# Dauerprobleme mit der Telekom,T-com



## hermann3 (26. Dezember 2008)

Hallo.
Man liest in den diversen Foren ungewöhnlich viel, was Ärger mit der Telekom betrifft. Leider kann auch ich ein Liedchen davon singen. Im Januar 07 abonnierte ich DSL 2000 (1Jahr später DSL 6000) und Telefon-flatrate. Schon zu Anfang ging es los: Der Internet-Zugang funktionierte nicht. Endlose Telefongespräche über kostenpflichtige Hotlines führten nicht weiter.
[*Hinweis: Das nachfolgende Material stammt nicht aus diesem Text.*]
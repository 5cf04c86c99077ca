//! Session-scoped table storage.
//!
//! ```text
//! ┌─────────────────────────────────────────────────────────┐
//! │  HTTP handlers / page rendering                          │
//! └───────────────────┬─────────────────────────────────────┘
//!                     │ SessionId
//! ┌───────────────────▼─────────────────────────────────────┐
//! │  SessionStore  - one SessionCache per open session       │
//! │  SessionCache  - tables loaded lazily, at most once      │
//! └───────────────────┬─────────────────────────────────────┘
//!                     │
//! ┌───────────────────▼─────────────────────────────────────┐
//! │  TableSource trait                                       │
//! │  - CsvTableSource (files on disk)                        │
//! │  - InMemoryTableSource (prebuilt tables)                 │
//! └─────────────────────────────────────────────────────────┘
//! ```

pub mod checksum;
pub mod error;
pub mod session;
pub mod source;

pub use checksum::content_etag;
pub use error::{DashboardError, DashboardResult, ErrorContext};
pub use session::{SessionCache, SessionId, SessionStore};
pub use source::{CsvTableSource, InMemoryTableSource, TableSource};
use anyhow::Result;
use chrono::Datelike;
use std::collections::HashMap;
use std::path::Path;

use super::csv_reader::{read_string_frame, required_column};
use super::report::LoadReport;
use super::values::parse_date;
use crate::config::{AgeTableConfig, LimitsConfig};
use crate::models::UsageRecord;

/// Load the age lookup, keyed by user id.
///
/// Birth dates are Danish formatted (`DD-MM-YYYY`); a bare year is accepted
/// too. Users whose age falls outside the configured bounds map to `None`,
/// which keeps them out of age-filtered views.
pub fn load_age_lookup(
    path: &Path,
    config: &AgeTableConfig,
    limits: &LimitsConfig,
) -> Result<(HashMap<String, Option<u32>>, LoadReport)> {
    let df = read_string_frame(path, config.separator)?;
    let mut report = LoadReport::new("ages");

    let user_ids = required_column(&df, &config.user_id_column)?;
    let birth_dates = required_column(&df, &config.birth_date_column)?;

    let mut lookup = HashMap::with_capacity(df.height());
    for i in 0..df.height() {
        let Some(user_id) = user_ids.get(i).map(str::trim).filter(|s| !s.is_empty()) else {
            report.drop_row();
            continue;
        };
        let Some(birth_year) = birth_dates.get(i).and_then(parse_birth_year) else {
            report.drop_row();
            continue;
        };

        lookup
            .entry(user_id.to_string())
            .or_insert_with(|| limits.age_for_birth_year(birth_year));
        report.keep();
    }

    Ok((lookup, report))
}

fn parse_birth_year(raw: &str) -> Option<i32> {
    parse_date(raw)
        .map(|d| d.year())
        .or_else(|| raw.trim().parse::<i32>().ok().filter(|y| *y > 1800))
}

/// Join ages into usage records by user id. Users absent from the lookup
/// keep `age = None`.
pub fn attach_ages(records: &mut [UsageRecord], lookup: &HashMap<String, Option<u32>>) {
    for record in records.iter_mut() {
        record.age = lookup.get(&record.user_id).copied().flatten();
    }
}
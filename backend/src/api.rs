//! Public API surface of the dashboard backend.
//!
//! Consolidates the types exchanged with the frontend. All of them derive
//! Serialize/Deserialize.

pub use crate::models::{
    AgeGroup, DateRange, DisplayToggles, FilterState, LineColor, MapMetric, Metric, Tables,
    TimeSeries, TimeSeriesPoint, UsageRecord, ValueRange,
};
pub use crate::routes::charts::{ChartKind, ChartSpec, ColorRule, EncodingSpec, FieldEncoding, FieldType};
pub use crate::routes::pages::{Kpi, Notice, NoticeLevel, Page, PageInfo, PageView};
pub use crate::routes::widgets::{WidgetKind, WidgetSpec};
pub use crate::store::SessionId;
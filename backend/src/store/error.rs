//! Error types for loading and serving dashboard data.

use std::fmt;

/// Result type for dashboard operations
pub type DashboardResult<T> = Result<T, DashboardError>;

/// Structured context for dashboard errors.
#[derive(Debug, Clone, Default)]
pub struct ErrorContext {
    /// The operation being performed (e.g., "load_tables", "render_page")
    pub operation: Option<String>,
    /// The table or entity involved (e.g., "usage", "session")
    pub entity: Option<String>,
    /// The entity ID or file path if applicable
    pub entity_id: Option<String>,
    /// Additional details about the error
    pub details: Option<String>,
}

impl ErrorContext {
    pub fn new(operation: impl Into<String>) -> Self {
        Self {
            operation: Some(operation.into()),
            ..Default::default()
        }
    }

    pub fn with_entity(mut self, entity: impl Into<String>) -> Self {
        self.entity = Some(entity.into());
        self
    }

    pub fn with_entity_id(mut self, id: impl ToString) -> Self {
        self.entity_id = Some(id.to_string());
        self
    }

    pub fn with_details(mut self, details: impl Into<String>) -> Self {
        self.details = Some(details.into());
        self
    }
}

impl fmt::Display for ErrorContext {
    fn fmt(&self, f: &mut fmt::Formatter<'_>) -> fmt::Result {
        let mut parts = Vec::new();
        if let Some(ref op) = self.operation {
            parts.push(format!("operation={}", op));
        }
        if let Some(ref entity) = self.entity {
            parts.push(format!("entity={}", entity));
        }
        if let Some(ref id) = self.entity_id {
            parts.push(format!("id={}", id));
        }
        if let Some(ref details) = self.details {
            parts.push(format!("details={}", details));
        }
        write!(f, "[{}]", parts.join(", "))
    }
}

/// Error type for dashboard operations
#[derive(Debug, thiserror::Error)]
pub enum DashboardError {
    /// An input table could not be read. The session cannot render.
    #[error("Load error: {message} {context}")]
    Load {
        message: String,
        context: ErrorContext,
    },

    /// Requested session, page or file was not found.
    #[error("Not found: {message} {context}")]
    NotFound {
        message: String,
        context: ErrorContext,
    },

    /// A widget value could not be interpreted.
    #[error("Invalid input: {message} {context}")]
    InvalidInput {
        message: String,
        context: ErrorContext,
    },

    /// Configuration file missing, unreadable or inconsistent.
    #[error("Configuration error: {message}")]
    Configuration { message: String },
}

impl DashboardError {
    pub fn load(message: impl Into<String>, context: ErrorContext) -> Self {
        Self::Load {
            message: message.into(),
            context,
        }
    }

    pub fn not_found(message: impl Into<String>, context: ErrorContext) -> Self {
        Self::NotFound {
            message: message.into(),
            context,
        }
    }

    pub fn invalid_input(message: impl Into<String>, context: ErrorContext) -> Self {
        Self::InvalidInput {
            message: message.into(),
            context,
        }
    }

    pub fn configuration(message: impl Into<String>) -> Self {
        Self::Configuration {
            message: message.into(),
        }
    }

    /// Context attached to this error, if any.
    pub fn context(&self) -> Option<&ErrorContext> {
        match self {
            Self::Load { context, .. }
            | Self::NotFound { context, .. }
            | Self::InvalidInput { context, .. } => Some(context),
            Self::Configuration { .. } => None,
        }
    }
}
//! Data Transfer Objects for the HTTP API.
//!
//! Page and widget payloads are re-exported from the routes module since they
//! already derive Serialize/Deserialize.

use serde::{Deserialize, Serialize};

pub use crate::api::{PageInfo, PageView, WidgetSpec};
use crate::models::{AgeGroup, DateRange, FilterState, LineColor, MapMetric, ValueRange};
use crate::parsing::values::parse_date;
use crate::store::{DashboardError, ErrorContext};

/// Health check response.
#[derive(Debug, Clone, Serialize, Deserialize)]
pub struct HealthResponse {
    pub status: String,
    pub version: String,
    /// Number of open sessions
    pub sessions: usize,
}

/// Response for session creation.
#[derive(Debug, Clone, Serialize, Deserialize)]
pub struct SessionCreatedResponse {
    pub session_id: String,
    /// Page to show first
    pub initial_page: String,
}

/// Page navigation list.
#[derive(Debug, Clone, Serialize, Deserialize)]
pub struct PageListResponse {
    pub pages: Vec<PageInfo>,
    pub initial: String,
}

/// Sidebar widget declarations for one session.
#[derive(Debug, Clone, Serialize, Deserialize)]
pub struct WidgetListResponse {
    pub widgets: Vec<WidgetSpec>,
}

/// Widget values sent with a page request. Every parameter is optional;
/// missing values fall back to the widget defaults.
#[derive(Debug, Clone, Default, Serialize, Deserialize)]
pub struct PageQuery {
    #[serde(default)]
    pub start: Option<String>,
    #[serde(default)]
    pub end: Option<String>,
    /// Comma-separated age group labels, e.g. `18-29,30-39`
    #[serde(default)]
    pub age_groups: Option<String>,
    #[serde(default)]
    pub min_production: Option<f64>,
    #[serde(default)]
    pub max_production: Option<f64>,
    #[serde(default)]
    pub show_self_used: Option<bool>,
    #[serde(default)]
    pub show_bought: Option<bool>,
    #[serde(default)]
    pub show_night_usage: Option<bool>,
    #[serde(default)]
    pub highlight: Option<bool>,
    #[serde(default)]
    pub metric: Option<String>,
    #[serde(default)]
    pub color: Option<String>,
}

fn invalid(parameter: &str, message: impl Into<String>) -> DashboardError {
    DashboardError::invalid_input(
        message,
        ErrorContext::new("parse_page_query").with_entity(parameter),
    )
}

fn optional_date(parameter: &str, raw: Option<&str>) -> Result<Option<chrono::NaiveDate>, DashboardError> {
    match raw.map(str::trim).filter(|s| !s.is_empty()) {
        None => Ok(None),
        Some(raw) => parse_date(raw)
            .map(Some)
            .ok_or_else(|| invalid(parameter, format!("'{}' is not a date", raw))),
    }
}

fn finite(parameter: &str, value: Option<f64>) -> Result<Option<f64>, DashboardError> {
    match value {
        Some(v) if !v.is_finite() => Err(invalid(parameter, "value must be finite")),
        other => Ok(other),
    }
}

impl PageQuery {
    /// Build the filter state for one render pass.
    pub fn try_into_filter_state(&self) -> Result<FilterState, DashboardError> {
        let mut state = FilterState::default().with_date_range(DateRange::new(
            optional_date("start", self.start.as_deref())?,
            optional_date("end", self.end.as_deref())?,
        ));

        if let Some(groups) = &self.age_groups {
            let groups = groups
                .split(',')
                .map(str::trim)
                .filter(|s| !s.is_empty())
                .map(|s| s.parse::<AgeGroup>())
                .collect::<Result<Vec<_>, _>>()
                .map_err(|e| invalid("age_groups", e))?;
            state = state.with_age_groups(groups);
        }

        let min = finite("min_production", self.min_production)?;
        let max = finite("max_production", self.max_production)?;
        if min.is_some() || max.is_some() {
            state = state.with_production(ValueRange::new(
                min.unwrap_or(f64::NEG_INFINITY),
                max.unwrap_or(f64::INFINITY),
            ));
        }

        let toggles = &mut state.toggles;
        if let Some(v) = self.show_self_used {
            toggles.show_self_used = v;
        }
        if let Some(v) = self.show_bought {
            toggles.show_bought = v;
        }
        if let Some(v) = self.show_night_usage {
            toggles.show_night_usage = v;
        }
        if let Some(v) = self.highlight {
            toggles.highlight_threshold = v;
        }

        if let Some(metric) = &self.metric {
            let metric = metric.parse::<MapMetric>().map_err(|e| invalid("metric", e))?;
            state = state.with_map_metric(metric);
        }
        if let Some(color) = &self.color {
            state.line_color = LineColor::parse(color).map_err(|e| invalid("color", e))?;
        }

        Ok(state)
    }
}

#[cfg(test)]
mod tests {
    use super::*;
    use chrono::NaiveDate;

    #[test]
    fn test_empty_query_gives_defaults() {
        let state = PageQuery::default().try_into_filter_state().unwrap();
        assert_eq!(state, FilterState::default());
    }

    #[test]
    fn test_full_query() {
        let query = PageQuery {
            start: Some("2022-01-01".into()),
            end: Some("31-03-2022".into()),
            age_groups: Some("18-29, 70-99".into()),
            min_production: Some(2.0),
            max_production: Some(40.0),
            show_bought: Some(false),
            highlight: Some(false),
            metric: Some("bought".into()),
            color: Some("#00AA00".into()),
            ..PageQuery::default()
        };
        let state = query.try_into_filter_state().unwrap();
        assert_eq!(
            state.date_range.bounds(),
            Some((
                NaiveDate::from_ymd_opt(2022, 1, 1).unwrap(),
                NaiveDate::from_ymd_opt(2022, 3, 31).unwrap()
            ))
        );
        assert_eq!(state.age_groups.len(), 2);
        assert_eq!(state.production, Some(ValueRange::new(2.0, 40.0)));
        assert!(!state.toggles.show_bought);
        assert!(!state.toggles.highlight_threshold);
        assert_eq!(state.map_metric, MapMetric::Bought);
        assert_eq!(state.line_color.as_str(), "#00aa00");
    }

    #[test]
    fn test_blank_end_leaves_range_incomplete() {
        let query = PageQuery {
            start: Some("2022-01-01".into()),
            end: Some("".into()),
            ..PageQuery::default()
        };
        let state = query.try_into_filter_state().unwrap();
        assert!(!state.date_range.is_complete());
    }

    #[test]
    fn test_invalid_values_rejected() {
        let bad_date = PageQuery {
            start: Some("yesterday".into()),
            ..PageQuery::default()
        };
        assert!(matches!(
            bad_date.try_into_filter_state(),
            Err(DashboardError::InvalidInput { .. })
        ));

        let bad_group = PageQuery {
            age_groups: Some("10-17".into()),
            ..PageQuery::default()
        };
        assert!(bad_group.try_into_filter_state().is_err());

        let bad_color = PageQuery {
            color: Some("red".into()),
            ..PageQuery::default()
        };
        assert!(bad_color.try_into_filter_state().is_err());

        let nan = PageQuery {
            min_production: Some(f64::NAN),
            ..PageQuery::default()
        };
        assert!(nan.try_into_filter_state().is_err());
    }
}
Irgendwann bekam ich dann einen Rückruf: "Wir haben ihnen leider die falschen Zugangsdaten geschickt. Dann bekam ich 6 oder 7 Monate lang falsche Rechnungen. Man hatte mir immer wieder trotz Flatrate normale Deutschlandverbindungen in Rechnungen gestellt. Der neue aktuelle Ärger begann vor wenigen Monaten. Immer wieder streikte mein Router, um Stunden später wieder zu funktionieren. Auch hier wussten die "Techniker keinen Rat. Dann aber, am 26.11. Totalausfall von Telefon u. Router gemeldet.  Der Techniker sollte zwischen 18 u. 20 Uhr kommen. Der Techniker kam nicht. Neuer Termin: 27. 11.  Der Techniker kommt. Nachdem er an dem Verteilerkasten an der Strasse gearbeitet hatte, funktioniert das Telefon wieder. Als er die Blinkzeichen des nichtfunktionierenden Routers sah, sagte er, das Gerät wäre defekt. Ich solle mir ein anderes bestellen. Mit diesem Typ habe er schon öfter Schwierigkeiten gehabt (Speedport W500V). Irgendwelche Arbeiten wurden in der Wohnung selbst nicht vorgenommen.  Ich bestellte also einen neuen Router (Speedport W303V) über die Endgeräte-Hotline. Zunächst versuchte ich es weiter mit dem vorhandenen Router. Wider Erwarten funktionierte dieser plötzlich wieder. Nach einigem Hin u. Her stellte sich heraus, dass das Gerät funktionierte, wenn die Übertragungsrate nur bis max. 2000 eingestellt war. Bei 6000 streikte es. Das war selbst mir als Laie jetzt klar. Am 3.12. kam der neue Router. Ich sollte laut telefonischer Anweisung anrufen, damit wieder auf 6000 eingestellt wird. Antwort der „Fachleute“ : Ihr (alter) Router ist nicht defekt. Unser Techniker ist ein Trottel (so wörtlich). Sie können das neue Gerät zurückschicken. Am 4.12. wolle man noch mal einen Techniker schicken. Der müsse aber nicht in die Wohnung, er könne das Problem am Hauptverteiler beheben.
Der Techniker kam aber doch in die Wohnung – und stellte genau das fest, was längst klar war: Der Router arbeitet bei einer Übertragungsrate von 2000, aber nicht mehr bei 6000. Ich bestellte also erneut einen Router, da ich den zuvor Bestellten schon zurückgeschickt hatte. Fazit: Neben den Router-Kosten, den ich natürlich bezahlen muss, soll ich 92,44 € plus MWSt für Fahrt u. Monteurleistungen zahlen, obwohl in der Wohnung selbst keinerlei Arbeiten verrichtet wurden.
Ich werde diese Kosten so nicht hinnehmen. Was meint Ihr dazu?
Ein schönes Neues Jahr allen im Forum 
hermann3


----------



## airliner (26. Februar 2009)

Die Kosten würde ich auch nicht tragen, immerhin war es ein interner Kommunikationsfehler der T-COM und du hast lediglich die Symptome festgestellt.
Ärgerlich ist es mit Sicherheit, aber leider nicht zu ändern.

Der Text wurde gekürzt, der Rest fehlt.